Inge, How long were your pieces of bark? Were you going for thin long strips? I can not even see where you joined the strands. The thinner fine strands are what I want to use when I make the basket. Your twine looks great.
dawn west wrote:Inge, How long were your pieces of bark? Were you going for thin long strips? I can not even see where you joined the strands. The thinner fine strands are what I want to use when I make the basket. Your twine looks great.
Hi Dawn. My strips of inner bark varied very much in length. From less than 1 foot to over 2 feet. You can't see where I joined them because I twist the new strand inside the end part of the old strand.
"Also, just as you want men to do to you, do the same way to them" (Luke 6:31)
I gathered Yucca leaves from a local patch and used wooden spoons to remove the leaf covering. Once I had fibers ready, I got out my drop spindle to spun and ply about 9 feet using the Andean Plying method. Then I tried the 'twist and flip' or rope braid method described in this video at time stamp 11:30 for an additional 12 feet of cordage.
I transitioned from spin/ply to twist/flip making one piece of cordage that is 21 feet long.
Opalyn, would you be able to splice the two lengths together? I wasn't sure when I saw your BB if it was okay to have two separate lengths that equaled 20, or if it had to be a 20-foot length. Thankfully, I found this answer at the beginning of the thread:
r ranson wrote:Would two 12 foot lengths qualify or does it need to be one, 20 foot length?
Nicole Alderman wrote:You're the fibre expert, I say you decide. Are they the same difficulty?
r ranson wrote:The difficulty was how many nettles I had on hand at one time. I think I'll splice the two lengths together and make one 24 foot length. That would fit the wording of this BB.
So, if you can splice those two lengths together, I can happily certify it! Thanks!
Nicole Alderman wrote:Opalyn, would you be able to splice the two lengths together? I wasn't sure when I saw your BB if it was okay to have two separate lengths that equaled 20, or if it had to be a 20-foot length.
I did make one piece of cordage using two styles of plying. It might be hard to see because I left a pink marker where they styles change. In the last two photos, there is a loop on the right-side showing the connection between the two sections.
It is easier to see in the one titled “Plied cord - 14 lengths times 18 inches equals 21 feet...”
I edited the post and added a photo without the pink marker showing only two ends.
And, Mike Haasl know that there was not a BB Submission Button when I initially submitted this post.
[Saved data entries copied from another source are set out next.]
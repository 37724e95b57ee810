//! Archive manifests
//!
//! The manifest is the authoritative compatibility gate of an archive: its
//! format version is checked before any template content is read.

use super::{TemplateError, TemplateResult};
use chrono::Utc;
use page_model::{AssetKind, Difficulty, Template, TemplateCategory};
use serde::{Deserialize, Serialize};
use sha2::{Digest, Sha256};

/// File names within a template archive
pub const MANIFEST_FILE: &str = "manifest.json";
pub const TEMPLATE_FILE: &str = "template.json";
pub const COLLECTION_FILE: &str = "collection.json";
pub const ASSETS_DIR: &str = "assets/";
pub const SCREENSHOTS_DIR: &str = "screenshots/";
pub const TEMPLATES_DIR: &str = "templates/";

/// Template archive extension
pub const TEMPLATE_EXTENSION: &str = "zip";

/// Archive format version written by this engine
pub const FORMAT_VERSION: &str = "1.1.0";

/// Archive format versions this engine can import
pub const SUPPORTED_VERSIONS: [&str; 2] = ["1.0.0", "1.1.0"];

/// Oldest engine version able to read archives written today
pub const MIN_COMPATIBLE_VERSION: &str = "1.0.0";

/// Size ceiling for a single template archive (50 MB)
pub const MAX_ARCHIVE_SIZE: u64 = 50 * 1024 * 1024;

/// Check a manifest format version against the supported set
pub fn is_supported_version(version: &str) -> bool {
    SUPPORTED_VERSIONS.contains(&version)
}

/// SHA-256 hex digest of asset content
pub fn checksum(data: &[u8]) -> String {
    hex::encode(Sha256::digest(data))
}

/// Manifest author block
#[derive(Debug, Clone, PartialEq, Serialize, Deserialize)]
#[serde(rename_all = "camelCase")]
pub struct ManifestAuthor {
    pub name: String,
    #[serde(default, skip_serializing_if = "Option::is_none")]
    pub email: Option<String>,
    #[serde(default, skip_serializing_if = "Option::is_none")]
    pub website: Option<String>,
}

/// Declared engine compatibility window
#[derive(Debug, Clone, PartialEq, Serialize, Deserialize)]
#[serde(rename_all = "camelCase")]
pub struct Compatibility {
    pub min_version: String,
    #[serde(default, skip_serializing_if = "Option::is_none")]
    pub max_version: Option<String>,
}

/// Asset inventory entry
#[derive(Debug, Clone, PartialEq, Serialize, Deserialize)]
#[serde(rename_all = "camelCase")]
pub struct ManifestAsset {
    pub id: String,
    pub name: String,
    #[serde(rename = "type")]
    pub kind: AssetKind,
    /// Path of the binary inside the archive
    pub path: String,
    pub size: u64,
    pub mime_type: String,
    #[serde(default, skip_serializing_if = "Option::is_none")]
    pub checksum: Option<String>,
}

/// Human/machine-readable description of an exported template
#[derive(Debug, Clone, PartialEq, Serialize, Deserialize)]
#[serde(rename_all = "camelCase")]
pub struct TemplateManifest {
    /// Archive format version
    pub version: String,
    pub name: String,
    #[serde(default, skip_serializing_if = "Option::is_none")]
    pub description: Option<String>,
    pub author: ManifestAuthor,
    /// Creation timestamp (ISO 8601)
    pub created: String,
    /// Version of the template itself
    pub template_version: String,
    pub compatibility: Compatibility,
    #[serde(default)]
    pub assets: Vec<ManifestAsset>,
    #[serde(default, skip_serializing_if = "Option::is_none")]
    pub dependencies: Option<Vec<String>>,
    #[serde(default, skip_serializing_if = "Option::is_none")]
    pub license: Option<String>,
    #[serde(default)]
    pub tags: Vec<String>,
    pub category: TemplateCategory,
    pub difficulty: Difficulty,
}

impl TemplateManifest {
    /// Build a manifest describing `template`, with one asset entry per
    /// template asset
    pub fn from_template(template: &Template) -> Self {
        let author = template.author();
        Self {
            version: FORMAT_VERSION.to_string(),
            name: template.name.clone(),
            description: template.description.clone(),
            author: ManifestAuthor {
                name: author.name.clone(),
                email: author.email.clone(),
                website: author.website.clone(),
            },
            created: Utc::now().to_rfc3339(),
            template_version: template.version.clone(),
            compatibility: Compatibility {
                min_version: MIN_COMPATIBLE_VERSION.to_string(),
                max_version: None,
            },
            assets: template
                .assets
                .iter()
                .map(|asset| ManifestAsset {
                    id: asset.id.clone(),
                    name: asset.name.clone(),
                    kind: asset.kind,
                    path: format!("{}{}", ASSETS_DIR, asset.file_name()),
                    size: asset.size,
                    mime_type: asset.mime_type.clone(),
                    checksum: None,
                })
                .collect(),
            dependencies: None,
            license: template.license.clone(),
            tags: template.tags.clone(),
            category: template.category,
            difficulty: template.difficulty,
        }
    }

    /// Whether this manifest's format version can be imported
    pub fn is_supported(&self) -> bool {
        is_supported_version(&self.version)
    }

    /// Look up an asset entry by ID
    pub fn asset(&self, id: &str) -> Option<&ManifestAsset> {
        self.assets.iter().find(|a| a.id == id)
    }

    /// Parse a manifest, rejecting unsupported format versions before the
    /// rest of the document is interpreted
    pub fn from_slice_checked(data: &[u8]) -> TemplateResult<Self> {
        let value: serde_json::Value = serde_json::from_slice(data)?;
        let version = value
            .get("version")
            .and_then(|v| v.as_str())
            .ok_or_else(|| TemplateError::InvalidFormat("manifest has no version".to_string()))?;

        if !is_supported_version(version) {
            return Err(TemplateError::UnsupportedVersion {
                version: version.to_string(),
                supported: SUPPORTED_VERSIONS.join(", "),
            });
        }

        serde_json::from_value(value)
            .map_err(|e| TemplateError::InvalidFormat(format!("invalid manifest: {}", e)))
    }

    /// Serialize to pretty JSON
    pub fn to_json(&self) -> TemplateResult<String> {
        Ok(serde_json::to_string_pretty(self)?)
    }
}

/// Entry of a collection archive
#[derive(Debug, Clone, PartialEq, Serialize, Deserialize)]
#[serde(rename_all = "camelCase")]
pub struct CollectionEntry {
    pub id: String,
    pub name: String,
    /// Folder holding the member's manifest.json and template.json
    pub path: String,
}

/// Top-level manifest of a multi-template archive (collection.json)
#[derive(Debug, Clone, PartialEq, Serialize, Deserialize)]
#[serde(rename_all = "camelCase")]
pub struct CollectionManifest {
    pub version: String,
    pub name: String,
    #[serde(default, skip_serializing_if = "Option::is_none")]
    pub description: Option<String>,
    pub created: String,
    pub templates: Vec<CollectionEntry>,
}

impl CollectionManifest {
    pub fn new(name: impl Into<String>) -> Self {
        Self {
            version: FORMAT_VERSION.to_string(),
            name: name.into(),
            description: None,
            created: Utc::now().to_rfc3339(),
            templates: Vec::new(),
        }
    }
}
Calla lily is pretty invasive in parts of the North Island, so I did my bit to stop the seed from being spread by picking flowers before they got the chance to form berries (birds do love to spread the seed around!). I remember reading earlier this year, somwhere, that you could make cordage out of this plant, but I have not been able to find the source of this information. I tried to find it again on numerous occasions, and was beginning to wonder if I'd imagined/dreamt it. However, I can happily report that it appears to be true! The lily's fibres peel cleanly off the watery, pithy centre (easiest if you split the ground-end in half lengthwise for a couple cm, and then crack and peel). These fibres start out with a LOT of water in them, which makes sense, as they are a swampy plant, and must be dried prior to making into twine. They are more easily worked when the fibres are dampened slightly. The cord is relatively strong--a surprise given the fine, delicate nature of the stem peelings. It is able to take on a lot of water--not sure what context this would be useful in, but interesting! It is stronger wet than dry.
I made over 20ft by my reckoning. Photographed wrapped 9.2x around a metre stick, which, if my maths is correct, is around 30ft total.
I found out on Primitive Ways that maple can be twined, so I thought I'd try it using the unwanted trees growing near fences and buildings in my yard. The plant identifier app I've been using (Picture This) identified them as Box Elder, a member of the maple family. Even though I cut them in December instead of spring, I was able to spin something. Got quite loose as it dried though. This video was my reference for the process.